One of the reasons I like Perl so much was brilliantly explained in a recent article on LinuxWorld. He uses a restaurant service analogy to explain how Java has been "destroyed by rampaging computer science":
Imagine if the Perl cafe and Javahut were across the street from each other. You walk into Javahut, and ask to sit down. "I'm sorry," says the person at the door. I'm not actually the hostess, I'm a Factory class that can give you a hostess if you tell me what type of seat you want." You say you want a non-smoking seat, and the person calls over a NonSmokingSeatHostess. The hostess takes you to your seat, and asks if you'll want breakfast, lunch, or dinner. You say lunch, and she beckons a LunchWaitress. The LunchWaitress takes your order, brings over your food, but there's no plates to put it on because you forgot to get a CutleryFactory and invoke getPlates, so the Waitress throws a null pointer exception and you get thrown out of the place.

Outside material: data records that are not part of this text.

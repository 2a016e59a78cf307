// Copyright 2025 eraflo
//
// Licensed under the Apache License, Version 2.0 (the "License");
// you may not use this file except in compliance with the License.
// You may obtain a copy of the License at
//
//     http://www.apache.org/licenses/LICENSE-2.0
//
// Unless required by applicable law or agreed to in writing, software
// distributed under the License is distributed on an "AS IS" BASIS,
// WITHOUT WARRANTIES OR CONDITIONS OF ANY KIND, either express or implied.
// See the License for the specific language governing permissions and
// limitations under the License.

//! The identity registry: names, uids, domains and the type index of live nodes.

use std::any::TypeId;
use std::collections::HashMap;

use arbor_core::{
    ClassInfo, NameClaim, NameTable, NodeId, NodeUid, TreeError, TypeIndexedCollection, TypeKey,
};

use crate::behavior::ComponentNode;
use crate::tree::NodeRecord;

/// Bookkeeping of every live node that is independent of the parent/child links.
///
/// The tree registers a node right after storing it and unregisters it right
/// before freeing its slot, so the registry never refers to a dead handle.
#[derive(Debug)]
pub struct NodeRegistry {
    names: NameTable,
    index: TypeIndexedCollection<NodeId>,
    domains: HashMap<String, Vec<NodeId>>,
    uids: HashMap<NodeUid, NodeId>,
}

impl NodeRegistry {
    /// Creates an empty registry. `forbid_duplicates` is forwarded to the type index.
    pub fn new(forbid_duplicates: bool) -> Self {
        Self {
            names: NameTable::new(),
            index: TypeIndexedCollection::with_root(TypeKey::of::<ComponentNode>())
                .forbid_duplicates(forbid_duplicates),
            domains: HashMap::new(),
            uids: HashMap::new(),
        }
    }

    /// Files a stored node under its uid, name, class and domain.
    ///
    /// Returns the name claim; `collided` is set when `requested` was taken.
    pub fn register(
        &mut self,
        node: NodeId,
        record: &NodeRecord,
        requested: Option<&str>,
    ) -> Result<NameClaim, TreeError> {
        if self.uids.contains_key(&record.uid) {
            return Err(TreeError::DuplicateUid(record.uid));
        }
        self.uids.insert(record.uid, node);

        let class = record.class;
        let claim = self
            .names
            .claim(class.key().id(), class.name(), requested, node);
        self.index.insert(node, class);
        self.domains
            .entry(record.domain.clone())
            .or_default()
            .push(node);
        Ok(claim)
    }

    /// Removes every filing of `node`. Returns `false` if it was not registered.
    pub fn unregister(&mut self, node: NodeId, record: &NodeRecord) -> bool {
        if self.uids.get(&record.uid) != Some(&node) {
            return false;
        }
        self.uids.remove(&record.uid);
        self.names
            .release(record.class.key().id(), &record.name, node);
        self.index.remove(&node);

        if let Some(members) = self.domains.get_mut(&record.domain) {
            members.retain(|member| *member != node);
            if members.is_empty() {
                self.domains.remove(&record.domain);
            }
        }
        true
    }

    /// Releases the current name and claims a new one in the same class scope.
    pub(crate) fn rename(
        &mut self,
        node: NodeId,
        record: &NodeRecord,
        requested: &str,
    ) -> NameClaim {
        let scope = record.class.key().id();
        self.names.release(scope, &record.name, node);
        self.names
            .claim(scope, record.class.name(), Some(requested), node)
    }

    /// Moves `node` from uid `old` to uid `new`.
    pub(crate) fn reassign_uid(
        &mut self,
        node: NodeId,
        old: NodeUid,
        new: NodeUid,
    ) -> Result<(), TreeError> {
        if self.uids.contains_key(&new) {
            return Err(TreeError::DuplicateUid(new));
        }
        self.uids.remove(&old);
        self.uids.insert(new, node);
        Ok(())
    }

    /// Finds a node by name among nodes whose concrete class is `T`.
    pub fn find_by_name<T: ?Sized + 'static>(&self, name: &str) -> Option<NodeId> {
        self.names.lookup(TypeId::of::<T>(), name)
    }

    /// Finds a node by name among nodes of the given concrete class.
    pub fn find_by_class_name(&self, class: &ClassInfo, name: &str) -> Option<NodeId> {
        self.names.lookup(class.key().id(), name)
    }

    /// Finds a node by uid.
    pub fn find_by_uid(&self, uid: NodeUid) -> Option<NodeId> {
        self.uids.get(&uid).copied()
    }

    /// Every node assignable to `T`, in creation order.
    ///
    /// `ComponentNode` is the index root and is never filed; use
    /// [`NodeTree::iter`](crate::NodeTree::iter) to visit every node.
    pub fn query_all<T: ?Sized + 'static>(&self) -> std::slice::Iter<'_, NodeId> {
        self.index.query_all::<T>()
    }

    /// Returns `true` if instances of `class` are assignable to the type `key`.
    pub fn is_a(&self, class: &ClassInfo, key: TypeId) -> bool {
        self.index.is_a(class, key)
    }

    /// The members of a domain, in creation order.
    pub fn domain(&self, name: &str) -> &[NodeId] {
        self.domains.get(name).map_or(&[], Vec::as_slice)
    }

    /// The names of every non-empty domain.
    pub fn domains(&self) -> impl Iterator<Item = &str> {
        self.domains.keys().map(String::as_str)
    }

    /// The underlying type index.
    pub fn index(&self) -> &TypeIndexedCollection<NodeId> {
        &self.index
    }

    /// Number of registered nodes.
    pub fn len(&self) -> usize {
        self.uids.len()
    }

    /// Returns `true` if no node is registered.
    pub fn is_empty(&self) -> bool {
        self.uids.is_empty()
    }
}

impl Default for NodeRegistry {
    fn default() -> Self {
        Self::new(cfg!(debug_assertions))
    }
}
// Copyright 2025 eraflo
//
// Licensed under the Apache License, Version 2.0 (the "License");
// you may not use this file except in compliance with the License.
// You may obtain a copy of the License at
//
//     http://www.apache.org/licenses/LICENSE-2.0
//
// Unless required by applicable law or agreed to in writing, software
// distributed under the License is distributed on an "AS IS" BASIS,
// WITHOUT WARRANTIES OR CONDITIONS OF ANY KIND, either express or implied.
// See the License for the specific language governing permissions and
// limitations under the License.

//! The focus state machine of one screen.

use arbor_core::{FocusChannels, FocusError, NodeId, TreeConfig};
use arbor_data::NodeTree;

/// Routes focus and input within the active screen.
///
/// The router holds no focus state itself; everything lives in the GUI facets of
/// the tree, so any number of routers may look at the same tree.
#[derive(Debug, Clone)]
pub struct FocusRouter {
    screen: Option<NodeId>,
    wraparound: bool,
}

impl FocusRouter {
    /// Creates a router without a screen.
    pub fn new(config: &TreeConfig) -> Self {
        Self {
            screen: None,
            wraparound: config.focus_wraparound,
        }
    }

    /// Whether navigation wraps from the last candidate to the first.
    pub fn wraparound(&self) -> bool {
        self.wraparound
    }

    /// Turns navigation wraparound on or off.
    pub fn set_wraparound(&mut self, wraparound: bool) {
        self.wraparound = wraparound;
    }

    /// The active screen root.
    pub fn screen(&self) -> Option<NodeId> {
        self.screen
    }

    /// Makes `screen` the active screen, releasing focus held in the previous one.
    pub fn set_screen(
        &mut self,
        tree: &mut NodeTree,
        screen: Option<NodeId>,
    ) -> Result<(), FocusError> {
        if let Some(screen) = screen {
            if !tree.contains(screen) {
                return Err(FocusError::NodeNotFound(screen));
            }
            if tree.gui(screen).is_none() {
                return Err(FocusError::NotInteractive(screen));
            }
        }
        if let Some(previous) = self.screen.filter(|previous| Some(*previous) != screen) {
            tree.release_focus(previous);
        }
        log::debug!("Active screen: {:?} -> {screen:?}.", self.screen);
        self.screen = screen;
        Ok(())
    }

    /// Returns `true` if `node` may acquire focus through `channel`.
    ///
    /// The channel must be permitted, the node cumulatively active and visible, and
    /// the node must be the screen root or lie beneath it.
    pub fn can_focus(&self, tree: &NodeTree, node: NodeId, channel: FocusChannels) -> bool {
        let Some(screen) = self.screen else {
            return false;
        };
        let (Some(record), Some(gui)) = (tree.node(node), tree.gui(node)) else {
            return false;
        };
        gui.permits(channel)
            && record.active_world()
            && record.visible_world()
            && (node == screen || tree.is_ancestor_of(screen, node))
    }

    /// Gives focus to `node` through `channel`.
    ///
    /// Returns `Ok(false)` when the acquisition rule is not met. Otherwise the
    /// screen's current chain is released and a new one is linked down to `node`.
    pub fn focus(
        &mut self,
        tree: &mut NodeTree,
        node: NodeId,
        channel: FocusChannels,
    ) -> Result<bool, FocusError> {
        let screen = self.screen.ok_or(FocusError::NoScreen)?;
        if !tree.contains(node) {
            return Err(FocusError::NodeNotFound(node));
        }
        if tree.gui(node).is_none() {
            return Err(FocusError::NotInteractive(node));
        }
        if tree.is_focused(node) {
            return Err(FocusError::AlreadyFocused(node));
        }
        if !self.can_focus(tree, node, channel) {
            log::trace!("Node {node} cannot take focus through {channel:?}.");
            return Ok(false);
        }

        tree.release_focus(screen);
        tree.link_focus_chain(node, channel)?;
        Ok(true)
    }

    /// Removes focus from `node` if it is the focused leaf. Returns `false` otherwise.
    pub fn defocus(&mut self, tree: &mut NodeTree, node: NodeId) -> bool {
        tree.is_focused(node) && tree.release_focus(node)
    }

    /// The focused leaf of the active screen.
    pub fn focused_leaf(&self, tree: &NodeTree) -> Option<NodeId> {
        tree.focus_leaf(self.screen?)
    }

    /// Applies the modal containment rule to a pointer focus change towards `target`.
    ///
    /// With `M_A` the nearest modal ancestor-or-self of the focused leaf and `M_B`
    /// that of `target`, the change is allowed when nothing is focused, when `M_A`
    /// is none, when `M_A` is the parent of `target`, or when `M_A == M_B`.
    pub fn modal_allows(&self, tree: &NodeTree, target: NodeId) -> bool {
        let Some(current) = self.focused_leaf(tree) else {
            return true;
        };
        let Some(modal) = tree.nearest_modal(current) else {
            return true;
        };
        tree.parent(target) == Some(modal) || tree.nearest_modal(target) == Some(modal)
    }
}

impl Default for FocusRouter {
    fn default() -> Self {
        Self::new(&TreeConfig::default())
    }
}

Perl is one of the few languages where you can write what you mean without getting bogged down in details of unnecessary abstractions, privacy and protection. Of course there's a downside to taking this approach, if you're building an enterprise system. But for the type of day-to-day uses you want a programming language to help you with, dealing with huge libraries to perform simple tasks is just annoying.
Another common misunderstanding is that Perl only runs on Unix systems. Actually, ActiveState have had a Windows version of Perl for many years. Perl has many Windows-specific libraries, and can integrate with many applications.
These two facts let me use Perl frequently on my desktop machine at work. For example, I use the tools functionality of my favourite text editor to generate SQL and other code in Perl. The benefits in quality (fewer typos) and speed are enormous.